Il teatro sociale si fonda su un cambio radicale di prospettiva che mette in luce quanto normalmente resta nascosto dell’esperienza teatrale

Di Federica Capriotti

Pubblicato il 13 Gen. 2020

Il Teatro Sociale è una forma di teatro che si occupa dell’espressione, della formazione e dell’interazione di persone, gruppi, comunità attraverso attività performative di diverso tipo. In scena però non è la realtà che ogni giorno è sotto ai nostri occhi, ma ciò che è socialmente sottratto, occultato.

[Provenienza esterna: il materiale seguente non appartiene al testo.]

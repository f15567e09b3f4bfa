use failure::Fail;

use crate::Provider;

/// Tagging state errors.
///
/// These errors signal that a caller did not respect the contract of the
/// state machine, e.g. by not checking `is_terminal` before applying a
/// transition.
#[derive(Clone, Debug, Eq, Fail, PartialEq)]
pub enum StateError {
    /// A transition was applied to a terminated state.
    #[fail(
        display = "cannot process a token in a terminated state (cursor: {}, nodes: {})",
        cursor, len
    )]
    Terminated { cursor: usize, len: usize },

    /// The score vector does not have one score per tag.
    #[fail(display = "score vector has {} scores, expected {}", len, expected)]
    ScoreWidth { len: usize, expected: usize },
}

/// Lexicon lookup errors.
#[derive(Clone, Copy, Debug, Eq, Fail, PartialEq)]
pub enum LexiconError {
    /// An embedding was requested from a provider slot that is not bound.
    #[fail(display = "{} embeddings are not configured", _0)]
    UnboundProvider(Provider),
}

/// Configuration errors.
///
/// Configuration errors are raised while the lexicon, feature assembler,
/// and classifier are set up, before any sentence is tagged.
#[derive(Clone, Debug, Eq, Fail, PartialEq)]
pub enum ConfigError {
    #[fail(display = "the tag set is empty")]
    EmptyTagSet,

    #[fail(display = "the feature context does not contain any offsets")]
    EmptyContext,

    #[fail(display = "{} embeddings have zero dimensions", _0)]
    ZeroDims(Provider),

    /// The assembled feature vectors do not fit the classifier input.
    #[fail(
        display = "feature vectors have length {}, the classifier expects {}",
        input_len, expected
    )]
    InputLength { input_len: usize, expected: usize },

    /// The feature vectors have the expected length, but are split
    /// differently into per-offset groups.
    #[fail(
        display = "feature vectors have {} groups of {} features, the classifier expects {} groups of {}",
        n_groups, group_len, expected_groups, expected_group_len
    )]
    InputShape {
        n_groups: usize,
        group_len: usize,
        expected_groups: usize,
        expected_group_len: usize,
    },

    #[fail(
        display = "the classifier predicts {} labels, but there are {} tags",
        classifier, tags
    )]
    LabelCount { classifier: usize, tags: usize },

    /// The lexicon's tag placeholder does not have one score per tag.
    #[fail(
        display = "the tag placeholder has width {}, but there are {} tags",
        width, tags
    )]
    PlaceholderWidth { width: usize, tags: usize },

    #[fail(display = "no n-gram filters are configured")]
    NoFilters,

    #[fail(
        display = "n-gram filter of width {} does not fit in a window of {} offsets",
        width, n_offsets
    )]
    FilterWidth { width: usize, n_offsets: usize },

    /// A model parameter does not have the shape implied by the model
    /// dimensions.
    #[fail(
        display = "parameter '{}' has shape {:?}, expected {:?}",
        parameter, shape, expected
    )]
    ParameterShape {
        parameter: String,
        shape: Vec<usize>,
        expected: Vec<usize>,
    },
}

/// Data errors.
#[derive(Clone, Debug, Eq, Fail, PartialEq)]
pub enum DataError {
    /// The token does not have a part-of-speech tag.
    #[fail(display = "token without a part-of-speech tag: '{}'", form)]
    MissingTag { form: String },

    /// The part-of-speech tag is not in the tag set.
    #[fail(display = "unknown part-of-speech tag: '{}'", tag)]
    UnknownTag { tag: String },

    /// The classifier predicted a class that is not in the tag set.
    #[fail(display = "unknown tag number: {}", _0)]
    UnknownNumber(usize),
}
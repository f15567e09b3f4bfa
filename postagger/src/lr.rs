//! Learning rate schedules.

use std::f32;

/// Trait for learning rate schedules.
///
/// A learning rate schedule determines the learning rate of an epoch,
/// given the validation score of the previous epoch.
pub trait LearningRateSchedule {
    fn learning_rate(&mut self, epoch: usize, last_score: f32) -> f32;
}

/// Constant learning rate schedule.
pub struct ConstantLearningRate(f32);

impl ConstantLearningRate {
    /// Construct a constant learning rate.
    pub fn new(lr: f32) -> Self {
        assert!(lr > 0.0, "Learning rate must be a positive value");

        ConstantLearningRate(lr)
    }
}

impl LearningRateSchedule for ConstantLearningRate {
    fn learning_rate(&mut self, _epoch: usize, _last_score: f32) -> f32 {
        self.0
    }
}

/// Plateau learning rate schedule.
///
/// The learning rate is multiplied by `scale` when the validation score
/// did not improve for `max_patience` epochs.
pub struct PlateauLearningRate {
    lr: f32,
    scale: f32,
    best_score: f32,
    patience: usize,
    max_patience: usize,
}

impl PlateauLearningRate {
    pub fn new(initial_lr: f32, scale: f32, max_patience: usize) -> Self {
        assert!(
            initial_lr > 0.0,
            "The initial learning rate must be a positive value."
        );
        assert!(
            scale > 0.0 && scale <= 1.0,
            "The learning rate scale must be in (0, 1]."
        );

        PlateauLearningRate {
            lr: initial_lr,
            scale,
            best_score: -f32::INFINITY,
            patience: 0,
            max_patience,
        }
    }
}

impl LearningRateSchedule for PlateauLearningRate {
    fn learning_rate(&mut self, _epoch: usize, last_score: f32) -> f32 {
        if last_score > self.best_score {
            self.best_score = last_score;
            self.patience = 0;
        } else {
            self.patience += 1;

            if self.patience == self.max_patience {
                self.lr *= self.scale;
                self.patience = 0;
            }
        }

        self.lr
    }
}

Capriotti Federica – OPEN SCHOOL, Studi Cognitivi San Benedetto del Tronto

 

 La sindrome di Down è la causa più frequente di ritardo mentale. Ha una prevalenza di circa 1:700 nati vivi. Attualmente l’aspettativa di vita di un soggetto con la sindrome di Down è di circa 60 anni. In Italia i dati epidemiologici del Centro Internazionale dei Difetti Congeniti (CIDC) rilevano che la vita media dei soggetti con sindrome di Down è di 45-46 anni con una percentuale di sopravvivenza nella fascia di età tra i 45 e i 65 anni pari al 13%. In Italia vivono 49.000 soggetti con sindrome di Down (Arosio et al., 2004).

Sviluppo cognitivo nella sindrome di Down

I bambini con sindrome di Down oscillano tra un grado medio e un grado severo di disabilità intellettiva. Lo sviluppo cognitivo sembra subire ritardi importanti soprattutto dopo il secondo anno, in concomitanza con i rallentamenti dei processi di mielinizzazione (Barone, 2009). Si riscontrano difficoltà nel mantenere le abilità acquisite e la tendenza a utilizzare strategie non funzionali alla soluzione di problemi nuovi.

In età scolare e in adolescenza, l’elaborazione spaziale tende ad essere relativamente conservata in rapporto all’età verbale, mentre l’elaborazione verbale, alla base di alcuni compiti di memoria di lavoro o memoria a breve termine, risulta particolarmente deficitaria. La memoria a lungo termine sembra più compromessa rispetto ad altre forme di ritardo mentale (Barone, 2009).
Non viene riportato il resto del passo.